**Stored entries**:
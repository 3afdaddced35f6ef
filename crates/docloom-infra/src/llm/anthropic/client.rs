//! AnthropicProvider: concrete [`LlmProvider`] for Anthropic Claude.
//!
//! Sends non-streaming requests to the Messages API and maps every failure
//! onto a typed [`LlmError`] carrying the HTTP status, the `retry-after`
//! hint and the `request-id` header, so the retry wrapper can classify it.
//!
//! The API key is wrapped in [`secrecy::SecretString`] and is never logged
//! or included in `Debug` output.

use std::time::{Duration, Instant};

use docloom_core::llm::provider::LlmProvider;
use docloom_observe::genai_attrs::{
    GEN_AI_RESPONSE_FINISH_REASONS, GEN_AI_RESPONSE_ID, GEN_AI_USAGE_INPUT_TOKENS, GEN_AI_USAGE_OUTPUT_TOKENS,
    PROVIDER_ANTHROPIC, SPAN_PROVIDER_CALL,
};
use docloom_types::llm::{CompletionRequest, CompletionResponse, LlmError, StopReason};
use reqwest::header::HeaderMap;
use secrecy::{ExposeSecret, SecretString};
use tracing::Instrument;

use super::types::{
    AnthropicContentBlock, AnthropicErrorBody, AnthropicMessage, AnthropicRequest, AnthropicResponse,
};

/// Anthropic Claude LLM provider.
pub struct AnthropicProvider {
    client: reqwest::Client,
    api_key: SecretString,
    base_url: String,
}

// No Debug derive: keeps the client and key out of logs entirely.

impl AnthropicProvider {
    /// The Anthropic API version header value.
    const API_VERSION: &'static str = "2023-06-01";

    pub const DEFAULT_BASE_URL: &'static str = "https://api.anthropic.com";

    /// Create a provider whose calls time out after `timeout`.
    pub fn new(api_key: SecretString, timeout: Duration) -> Result<Self, LlmError> {
        let client = reqwest::Client::builder()
            .timeout(timeout)
            .build()
            .map_err(|e| LlmError::Connection(format!("failed to build HTTP client: {e}")))?;
        Ok(Self {
            client,
            api_key,
            base_url: Self::DEFAULT_BASE_URL.to_string(),
        })
    }

    /// Override the base URL (proxies, tests).
    pub fn with_base_url(mut self, base_url: impl Into<String>) -> Self {
        self.base_url = base_url.into().trim_end_matches('/').to_string();
        self
    }

    fn url(&self, path: &str) -> String {
        format!("{}{}", self.base_url, path)
    }

    fn to_anthropic_request(request: &CompletionRequest) -> AnthropicRequest {
        AnthropicRequest {
            model: request.model.clone(),
            max_tokens: request.max_tokens,
            messages: request
                .messages
                .iter()
                .map(|m| AnthropicMessage {
                    role: m.role.to_string(),
                    content: m.content.clone(),
                })
                .collect(),
            system: request.system.clone(),
            temperature: request.temperature,
        }
    }

    fn transport_error(err: &reqwest::Error) -> LlmError {
        if err.is_timeout() {
            LlmError::Timeout(err.to_string())
        } else {
            LlmError::Connection(format!("HTTP request failed: {err}"))
        }
    }

    /// Map a non-2xx response onto an [`LlmError`].
    fn status_error(status: u16, headers: &HeaderMap, body: &str) -> LlmError {
        let message = serde_json::from_str::<AnthropicErrorBody>(body)
            .map(|b| format!("{}: {}", b.error.error_type, b.error.message))
            .unwrap_or_else(|_| body.trim().to_string());
        LlmError::from_status(status, message, retry_after_ms(headers), request_id(headers))
    }

    fn into_completion(
        response: AnthropicResponse,
        request_id: Option<String>,
        latency_ms: u64,
    ) -> CompletionResponse {
        let content = response
            .content
            .iter()
            .filter_map(|block| match block {
                AnthropicContentBlock::Text { text } => Some(text.as_str()),
                AnthropicContentBlock::Other => None,
            })
            .collect::<String>();

        let stop_reason = response
            .stop_reason
            .as_deref()
            .and_then(|s| s.parse().ok())
            .unwrap_or(StopReason::EndTurn);

        CompletionResponse {
            content,
            input_tokens: response.usage.input_tokens,
            output_tokens: response.usage.output_tokens,
            latency_ms,
            stop_reason,
            cached: response.usage.cache_read_input_tokens.unwrap_or(0) > 0,
            request_id: request_id.or(Some(response.id)),
        }
    }
}

/// `retry-after` in seconds (integer or fractional), as milliseconds.
fn retry_after_ms(headers: &HeaderMap) -> Option<u64> {
    let value = headers.get("retry-after")?.to_str().ok()?;
    let seconds: f64 = value.trim().parse().ok()?;
    (seconds.is_finite() && seconds >= 0.0).then(|| (seconds * 1000.0).round() as u64)
}

fn request_id(headers: &HeaderMap) -> Option<String> {
    headers
        .get("request-id")
        .and_then(|v| v.to_str().ok())
        .map(str::to_string)
}

impl LlmProvider for AnthropicProvider {
    fn name(&self) -> &str {
        PROVIDER_ANTHROPIC
    }

    async fn complete(&self, request: &CompletionRequest) -> Result<CompletionResponse, LlmError> {
        let body = Self::to_anthropic_request(request);
        let span = tracing::debug_span!(
            SPAN_PROVIDER_CALL,
            gen_ai.system = PROVIDER_ANTHROPIC,
            gen_ai.request.model = %request.model,
            gen_ai.response.id = tracing::field::Empty,
            gen_ai.response.finish_reasons = tracing::field::Empty,
            gen_ai.usage.input_tokens = tracing::field::Empty,
            gen_ai.usage.output_tokens = tracing::field::Empty,
        );

        async {
            let started = Instant::now();
            let response = self
                .client
                .post(self.url("/v1/messages"))
                .header("x-api-key", self.api_key.expose_secret())
                .header("anthropic-version", Self::API_VERSION)
                .header("content-type", "application/json")
                .json(&body)
                .send()
                .await
                .map_err(|e| Self::transport_error(&e))?;

            let status = response.status();
            let headers = response.headers().clone();
            if !status.is_success() {
                let error_body = response.text().await.unwrap_or_default();
                return Err(Self::status_error(status.as_u16(), &headers, &error_body));
            }

            let parsed: AnthropicResponse = response
                .json()
                .await
                .map_err(|e| LlmError::Deserialization(format!("failed to parse response: {e}")))?;
            let latency_ms = started.elapsed().as_millis() as u64;
            let completion = Self::into_completion(parsed, request_id(&headers), latency_ms);

            let span = tracing::Span::current();
            span.record(GEN_AI_RESPONSE_ID, completion.request_id.as_deref().unwrap_or_default());
            span.record(GEN_AI_RESPONSE_FINISH_REASONS, tracing::field::display(&completion.stop_reason));
            span.record(GEN_AI_USAGE_INPUT_TOKENS, completion.input_tokens);
            span.record(GEN_AI_USAGE_OUTPUT_TOKENS, completion.output_tokens);
            Ok(completion)
        }
        .instrument(span)
        .await
    }
}
//! Observability setup for docloom: tracing subscriber initialization and
//! GenAI semantic-convention field names for provider spans.

pub mod genai_attrs;
pub mod tracing_setup;

pub use tracing_setup::{init_tracing, shutdown_tracing};
//! LLM request/response types for docloom.
//!
//! These types model the data shapes for provider interactions: completion
//! requests, completion responses with usage, and typed provider failures
//! that carry enough detail (retryability, status code, retry-after, request
//! id) for the retry wrapper to classify them.

use serde::{Deserialize, Serialize};
use std::fmt;
use std::str::FromStr;
use std::time::Duration;

/// Role of a message in an LLM conversation.
#[derive(Debug, Clone, PartialEq, Eq, Serialize, Deserialize)]
#[serde(rename_all = "lowercase")]
pub enum MessageRole {
    User,
    Assistant,
}

impl fmt::Display for MessageRole {
    fn fmt(&self, f: &mut fmt::Formatter<'_>) -> fmt::Result {
        match self {
            MessageRole::User => write!(f, "user"),
            MessageRole::Assistant => write!(f, "assistant"),
        }
    }
}

impl FromStr for MessageRole {
    type Err = String;

    fn from_str(s: &str) -> Result<Self, Self::Err> {
        match s.to_lowercase().as_str() {
            "user" => Ok(MessageRole::User),
            "assistant" => Ok(MessageRole::Assistant),
            other => Err(format!("invalid message role: '{other}'")),
        }
    }
}

/// A single message in an LLM conversation.
#[derive(Debug, Clone, Serialize, Deserialize)]
pub struct Message {
    pub role: MessageRole,
    pub content: String,
}

impl Message {
    pub fn user(content: impl Into<String>) -> Self {
        Self {
            role: MessageRole::User,
            content: content.into(),
        }
    }
}

/// Request to an LLM provider for a completion.
#[derive(Debug, Clone, Serialize, Deserialize)]
pub struct CompletionRequest {
    pub model: String,
    pub messages: Vec<Message>,
    #[serde(skip_serializing_if = "Option::is_none")]
    pub system: Option<String>,
    pub max_tokens: u32,
    #[serde(skip_serializing_if = "Option::is_none")]
    pub temperature: Option<f64>,
}

/// Response from an LLM provider.
#[derive(Debug, Clone, Serialize, Deserialize)]
pub struct CompletionResponse {
    pub content: String,
    pub input_tokens: u32,
    pub output_tokens: u32,
    pub latency_ms: u64,
    pub stop_reason: StopReason,
    /// Whether the provider served the prompt from its cache.
    #[serde(default)]
    pub cached: bool,
    #[serde(default, skip_serializing_if = "Option::is_none")]
    pub request_id: Option<String>,
}

/// Reason why the LLM stopped generating.
#[derive(Debug, Clone, PartialEq, Eq, Serialize, Deserialize)]
#[serde(rename_all = "snake_case")]
pub enum StopReason {
    EndTurn,
    MaxTokens,
    StopSequence,
    Other,
}

impl fmt::Display for StopReason {
    fn fmt(&self, f: &mut fmt::Formatter<'_>) -> fmt::Result {
        match self {
            StopReason::EndTurn => write!(f, "end_turn"),
            StopReason::MaxTokens => write!(f, "max_tokens"),
            StopReason::StopSequence => write!(f, "stop_sequence"),
            StopReason::Other => write!(f, "other"),
        }
    }
}

impl FromStr for StopReason {
    type Err = String;

    fn from_str(s: &str) -> Result<Self, Self::Err> {
        match s.to_lowercase().as_str() {
            "end_turn" => Ok(StopReason::EndTurn),
            "max_tokens" => Ok(StopReason::MaxTokens),
            "stop_sequence" => Ok(StopReason::StopSequence),
            _ => Ok(StopReason::Other),
        }
    }
}

/// Errors from LLM provider operations.
///
/// Each variant knows whether it is transient ([`LlmError::is_retryable`]),
/// which HTTP status it corresponds to, and whether the provider asked for a
/// specific delay before the next attempt.
#[derive(Debug, Clone, thiserror::Error)]
pub enum LlmError {
    #[error("rate limited (retry after {retry_after_ms:?}ms)")]
    RateLimited {
        retry_after_ms: Option<u64>,
        request_id: Option<String>,
    },

    #[error("request timed out: {0}")]
    Timeout(String),

    #[error("provider overloaded: {message}")]
    Overloaded {
        message: String,
        retry_after_ms: Option<u64>,
        request_id: Option<String>,
    },

    #[error("server error (HTTP {status}): {message}")]
    Server {
        status: u16,
        message: String,
        request_id: Option<String>,
    },

    #[error("connection error: {0}")]
    Connection(String),

    #[error("invalid request: {message}")]
    InvalidRequest {
        message: String,
        request_id: Option<String>,
    },

    #[error("authentication failed")]
    AuthenticationFailed,

    #[error("permission denied: {0}")]
    PermissionDenied(String),

    #[error("not found: {0}")]
    NotFound(String),

    #[error("deserialization error: {0}")]
    Deserialization(String),
}

impl LlmError {
    /// Whether a retry may succeed without changing the request.
    ///
    /// Rate limits, timeouts, overload, 5xx and connection failures are
    /// transient; 4xx client errors and undecodable responses are not.
    pub fn is_retryable(&self) -> bool {
        matches!(
            self,
            LlmError::RateLimited { .. }
                | LlmError::Timeout(_)
                | LlmError::Overloaded { .. }
                | LlmError::Server { .. }
                | LlmError::Connection(_)
        )
    }

    /// HTTP status code associated with the failure, when one exists.
    pub fn status_code(&self) -> Option<u16> {
        match self {
            LlmError::RateLimited { .. } => Some(429),
            LlmError::Timeout(_) => Some(408),
            LlmError::Overloaded { .. } => Some(529),
            LlmError::Server { status, .. } => Some(*status),
            LlmError::InvalidRequest { .. } => Some(400),
            LlmError::AuthenticationFailed => Some(401),
            LlmError::PermissionDenied(_) => Some(403),
            LlmError::NotFound(_) => Some(404),
            LlmError::Connection(_) | LlmError::Deserialization(_) => None,
        }
    }

    /// Provider-specified delay before the next attempt.
    pub fn retry_after(&self) -> Option<Duration> {
        match self {
            LlmError::RateLimited { retry_after_ms, .. }
            | LlmError::Overloaded { retry_after_ms, .. } => {
                retry_after_ms.map(Duration::from_millis)
            }
            _ => None,
        }
    }

    /// Provider request identifier, when the provider returned one.
    pub fn request_id(&self) -> Option<&str> {
        match self {
            LlmError::RateLimited { request_id, .. }
            | LlmError::Overloaded { request_id, .. }
            | LlmError::Server { request_id, .. }
            | LlmError::InvalidRequest { request_id, .. } => request_id.as_deref(),
            _ => None,
        }
    }

    /// Stable snake_case name of the failure kind, used in telemetry.
    pub fn error_type(&self) -> &'static str {
        match self {
            LlmError::RateLimited { .. } => "rate_limited",
            LlmError::Timeout(_) => "timeout",
            LlmError::Overloaded { .. } => "overloaded",
            LlmError::Server { .. } => "server_error",
            LlmError::Connection(_) => "connection_error",
            LlmError::InvalidRequest { .. } => "invalid_request",
            LlmError::AuthenticationFailed => "authentication_failed",
            LlmError::PermissionDenied(_) => "permission_denied",
            LlmError::NotFound(_) => "not_found",
            LlmError::Deserialization(_) => "deserialization_error",
        }
    }

    /// Map an HTTP status and body to the matching error variant.
    pub fn from_status(
        status: u16,
        message: String,
        retry_after_ms: Option<u64>,
        request_id: Option<String>,
    ) -> Self {
        match status {
            400 | 413 | 422 => LlmError::InvalidRequest {
                message,
                request_id,
            },
            401 => LlmError::AuthenticationFailed,
            403 => LlmError::PermissionDenied(message),
            404 => LlmError::NotFound(message),
            408 => LlmError::Timeout(message),
            429 => LlmError::RateLimited {
                retry_after_ms,
                request_id,
            },
            529 => LlmError::Overloaded {
                message,
                retry_after_ms,
                request_id,
            },
            s if s >= 500 => LlmError::Server {
                status: s,
                message,
                request_id,
            },
            s => LlmError::InvalidRequest {
                message: format!("HTTP {s}: {message}"),
                request_id,
            },
        }
    }
}

/// Which provider backend to construct.
#[derive(Debug, Clone, PartialEq, Eq, Serialize, Deserialize)]
#[serde(rename_all = "snake_case")]
pub enum ProviderKind {
    Anthropic,
    /// Deterministic in-process double that replays a fixed script.
    Scripted,
}

impl fmt::Display for ProviderKind {
    fn fmt(&self, f: &mut fmt::Formatter<'_>) -> fmt::Result {
        match self {
            ProviderKind::Anthropic => write!(f, "anthropic"),
            ProviderKind::Scripted => write!(f, "scripted"),
        }
    }
}

impl FromStr for ProviderKind {
    type Err = String;

    fn from_str(s: &str) -> Result<Self, Self::Err> {
        match s.to_lowercase().as_str() {
            "anthropic" => Ok(ProviderKind::Anthropic),
            "scripted" => Ok(ProviderKind::Scripted),
            other => Err(format!("invalid provider kind: '{other}'")),
        }
    }
}

#[cfg(test)]
mod tests {
    use super::*;

    #[test]
    fn test_retryable_classification() {
        assert!(LlmError::RateLimited { retry_after_ms: None, request_id: None }.is_retryable());
        assert!(LlmError::Timeout("slow".into()).is_retryable());
        assert!(LlmError::from_status(503, "down".into(), None, None).is_retryable());
        assert!(LlmError::from_status(529, "busy".into(), None, None).is_retryable());

        assert!(!LlmError::from_status(400, "bad".into(), None, None).is_retryable());
        assert!(!LlmError::from_status(401, "who".into(), None, None).is_retryable());
        assert!(!LlmError::from_status(403, "no".into(), None, None).is_retryable());
        assert!(!LlmError::Deserialization("garbage".into()).is_retryable());
    }

    #[test]
    fn test_from_status_preserves_status_code() {
        for status in [400u16, 401, 403, 404, 408, 429, 500, 502, 503, 529] {
            let err = LlmError::from_status(status, "x".into(), None, None);
            assert_eq!(err.status_code(), Some(status), "status {status}");
        }
    }

    #[test]
    fn test_retry_after_and_request_id() {
        let err = LlmError::from_status(429, "slow down".into(), Some(2500), Some("req_1".into()));
        assert_eq!(err.retry_after(), Some(Duration::from_millis(2500)));
        assert_eq!(err.request_id(), Some("req_1"));
        assert_eq!(err.error_type(), "rate_limited");
    }

    #[test]
    fn test_stop_reason_parse_unknown_is_other() {
        assert_eq!("end_turn".parse::<StopReason>().unwrap(), StopReason::EndTurn);
        assert_eq!("tool_use".parse::<StopReason>().unwrap(), StopReason::Other);
    }

    #[test]
    fn test_provider_kind_serde() {
        let json = serde_json::to_string(&ProviderKind::Scripted).unwrap();
        assert_eq!(json, "\"scripted\"");
        assert_eq!("Anthropic".parse::<ProviderKind>().unwrap(), ProviderKind::Anthropic);
        assert!("openai".parse::<ProviderKind>().is_err());
    }
}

**Aim of the task**: Copy out all lines above that include the string "seconds".

**Response below**:
/// `retry-after` in seconds (integer or fractional), as milliseconds.
    let seconds: f64 = value.trim().parse().ok()?;
    (seconds.is_finite() && seconds >= 0.0).then(|| (seconds * 1000.0).round() as u64)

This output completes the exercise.